IoT・ビッグデータを活用、予防保全で、稼働率を向上

 IHIの子会社で物流システムおよびFAシステムなどを製造・販売するIHI物流産業システム(ILM)はこのほど、IHIグループで物流設備向けに開発したIoT・ビッグデータを活用したクラウド型設備保守支援サービスの提供を開始したと発表した。
 同サービスは、故障予測による予防保全の実施により設備の稼働率を向上するとともに、計画外停止による突発的な費用の発生を抑制するという。また、ポータルサイト(顧客専用ホームページ)を通じて、様々な情報を全国16カ所のサービスセンターと共有することで、迅速な対応が可能になるという。
 自動倉庫や工場のFAシステム等の物流設備は、運用時に得られるデータが限られているため予防保全が難しいのが現状。ILMでは従来、独自のシステムを用いて、リモート監視のみを行うサービスを提供していたが、今回、リモート監視システムをリニューアルするとともに、故障予兆検知のための分析システムを開発して機能を追加した。
 新規導入の分析システムでは、遠隔モニタリングシステムの「ILIPS」で取得した各種センサからの異常や稼働履歴、報告書、メンテナンス履歴などを分析することで、「異常や劣化を自動判定し、故障予測を行うことを可能にした」(同社)という。
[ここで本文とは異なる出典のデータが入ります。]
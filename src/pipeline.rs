//! One linear pass: fetch, normalize, filter, score, thin, emit.

use std::future::Future;
use std::time::Duration;

use chrono::{DateTime, Utc};
use chrono_tz::Tz;
use geojson::FeatureCollection;
use tracing::{debug, info};

use crate::config::{HeatConfig, SourceKind};
use crate::error::PipelineError;
use crate::fetch::{BasicClient, HttpClient};
use crate::output::{FeatureCollectionBuilder, ScoredPoint};
use crate::scoring::{ProximityScorer, Scorer, UniformScorer};
use crate::sources::{DepartureBoardSource, FeedSource, MockSource, VehicleTelemetrySource};
use crate::thin::thin;

pub struct Pipeline {
    source: Box<dyn FeedSource>,
    scorer: Box<dyn Scorer>,
    /// `None` disables thinning.
    max_features: Option<usize>,
    timezone: Tz,
}

impl Pipeline {
    pub fn new(
        source: Box<dyn FeedSource>,
        scorer: Box<dyn Scorer>,
        max_features: Option<usize>,
        timezone: Tz,
    ) -> Self {
        Self {
            source,
            scorer,
            max_features,
            timezone,
        }
    }

    /// Builds the production pipeline for the configured source on top of
    /// `client`. Authentication for the vehicle feed is layered on here.
    ///
    /// # Errors
    ///
    /// [`PipelineError::Configuration`] if the settings are invalid or a
    /// required secret is missing. Nothing is fetched before this check.
    pub fn from_config<C: HttpClient + 'static>(
        config: &HeatConfig,
        client: C,
    ) -> Result<Self, PipelineError> {
        config.validate()?;
        config.require_credentials()?;

        let bbox = config.region.bbox;
        let retry = config.http.retry;

        let pipeline = match config.source {
            SourceKind::Vehicles => {
                let client = config.vehicles.auth.wrap(client, config.api_key())?;
                Self::new(
                    Box::new(VehicleTelemetrySource::new(
                        client,
                        config.vehicles.url.clone(),
                        bbox,
                        retry,
                    )),
                    Box::new(UniformScorer),
                    Some(config.vehicles.max_features),
                    config.region.timezone,
                )
            }
            SourceKind::Departures => Self::new(
                Box::new(DepartureBoardSource::new(
                    client,
                    config.departures.clone(),
                    bbox,
                    retry,
                )),
                Box::new(ProximityScorer::new(config.departures.scoring)),
                None,
                config.region.timezone,
            ),
        };
        Ok(pipeline)
    }

    /// [`Pipeline::from_config`] with a fresh [`BasicClient`] using the
    /// configured timeouts.
    pub fn with_default_client(config: &HeatConfig) -> Result<Self, PipelineError> {
        let client = BasicClient::with_timeouts(
            Duration::from_secs(config.http.timeout_secs),
            Duration::from_secs(config.http.connect_timeout_secs),
        )?;
        Self::from_config(config, client)
    }

    /// Pipeline over [`MockSource`] points, for local development.
    pub fn mock(config: &HeatConfig, count: usize, seed: u64) -> Result<Self, PipelineError> {
        config.validate()?;
        Ok(Self::new(
            Box::new(MockSource::new(config.region.bbox, count, seed)),
            Box::new(UniformScorer),
            Some(config.vehicles.max_features),
            config.region.timezone,
        ))
    }

    pub fn source_name(&self) -> &'static str {
        self.source.name()
    }

    pub async fn run(&self) -> Result<FeatureCollection, PipelineError> {
        self.run_at(Utc::now()).await
    }

    /// Runs one invocation with `now` as the capture and scoring time.
    #[tracing::instrument(skip(self), fields(source = self.source.name()))]
    pub async fn run_at(&self, now: DateTime<Utc>) -> Result<FeatureCollection, PipelineError> {
        let entities = self.source.fetch(now).await?;
        let local_now = now.with_timezone(&self.timezone);

        let points: Vec<ScoredPoint> = entities
            .iter()
            .map(|entity| ScoredPoint::new(entity, self.scorer.weigh(entity, &local_now)))
            .collect();

        let scored = points.len();
        let points = match self.max_features {
            Some(max) => thin(points, max),
            None => points,
        };
        if points.len() < scored {
            debug!(before = scored, after = points.len(), "Thinned output");
        }

        let mut builder = FeatureCollectionBuilder::with_capacity(points.len());
        for point in &points {
            builder.push(point);
        }

        info!(features = builder.len(), thinned = scored - points.len(), "Pipeline complete");
        Ok(builder.build())
    }

    /// Runs one invocation unless `cancel` resolves first, in which case
    /// all outstanding fetches are dropped and [`PipelineError::Cancelled`]
    /// is returned.
    pub async fn run_until<F>(&self, cancel: F) -> Result<FeatureCollection, PipelineError>
    where
        F: Future<Output = ()>,
    {
        tokio::select! {
            result = self.run() => result,
            () = cancel => {
                info!(source = self.source.name(), "Pipeline cancelled");
                Err(PipelineError::Cancelled)
            }
        }
    }
}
 故障予測結果により、故障が発生する前に予防保全を行うことで,稼働中の設備の計画外停止を低減することを可能としたほか、計画外停止を低減することで、突発的な費用の発生を抑制し、稼働率向上、計画的な部品管理も可能になるという。
 また、コミュニケーション機能として、(1)スケジュール(2)伝言板(3)FAQ(4)オンラインマニュアル―などの機能を提供することで、軽微なトラブルは顧客自身で対応できるため、復旧時間を短縮できるとしている。